* [Data for analysis]:
---+---

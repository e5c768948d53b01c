//! Export formats for offline analysis and support bundles

use crate::{console::format_entry, entry::LogEntry, Error, Result};
use serde_json::Value;
use std::fmt;
use std::str::FromStr;

pub const CSV_HEADER: &str = "Timestamp,Level,Tag,Message,User ID,Context";

#[derive(Debug, Clone, Copy, PartialEq, Eq)]
pub enum ExportFormat {
    /// JSON array of entries
    Json,
    /// Fixed-header CSV
    Csv,
    /// One console-formatted line per entry
    Text,
}

impl FromStr for ExportFormat {
    type Err = Error;

    fn from_str(s: &str) -> Result<Self> {
        match s.trim().to_lowercase().as_str() {
            "json" => Ok(ExportFormat::Json),
            "csv" => Ok(ExportFormat::Csv),
            "text" | "txt" => Ok(ExportFormat::Text),
            other => Err(Error::Config {
                message: format!("Unknown export format '{}'", other),
            }),
        }
    }
}

impl fmt::Display for ExportFormat {
    fn fmt(&self, f: &mut fmt::Formatter<'_>) -> fmt::Result {
        f.write_str(match self {
            ExportFormat::Json => "json",
            ExportFormat::Csv => "csv",
            ExportFormat::Text => "text",
        })
    }
}

pub fn export(entries: &[LogEntry], format: ExportFormat) -> Result<String> {
    match format {
        ExportFormat::Json => to_json(entries),
        ExportFormat::Csv => Ok(to_csv(entries)),
        ExportFormat::Text => Ok(to_text(entries)),
    }
}

pub fn to_json(entries: &[LogEntry]) -> Result<String> {
    Ok(serde_json::to_string_pretty(entries)?)
}

/// Read entries previously written by [`to_json`]
pub fn parse_json(input: &str) -> Result<Vec<LogEntry>> {
    Ok(serde_json::from_str(input)?)
}

pub fn to_csv(entries: &[LogEntry]) -> String {
    let mut out = String::from(CSV_HEADER);
    out.push('\n');

    for entry in entries {
        let context = serde_json::to_string(entry.context())
            .unwrap_or_else(|_| crate::entry::UNSERIALIZABLE_MARKER.to_string());

        let row = [
            entry.timestamp().to_rfc3339(),
            entry.level().to_string(),
            entry.tag().unwrap_or_default().to_string(),
            entry.message().to_string(),
            user_id(entry).unwrap_or_default(),
            context,
        ];

        let row: Vec<String> = row.iter().map(|field| quote(field)).collect();
        out.push_str(&row.join(","));
        out.push('\n');
    }

    out
}

pub fn to_text(entries: &[LogEntry]) -> String {
    entries
        .iter()
        .map(|entry| format_entry(entry, true) + "\n")
        .collect()
}

fn user_id(entry: &LogEntry) -> Option<String> {
    ["userId", "user_id"]
        .iter()
        .find_map(|key| entry.context().get(*key))
        .and_then(|value| match value {
            Value::String(s) => Some(s.clone()),
            Value::Null => None,
            other => Some(other.to_string()),
        })
}

fn quote(field: &str) -> String {
    format!("\"{}\"", field.replace('"', "\"\""))
}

---+---

* [Exercise objective]: Write out every line of the listing that holds the word "quote".

* [Written answer]:
        let row: Vec<String> = row.iter().map(|field| quote(field)).collect();
fn quote(field: &str) -> String {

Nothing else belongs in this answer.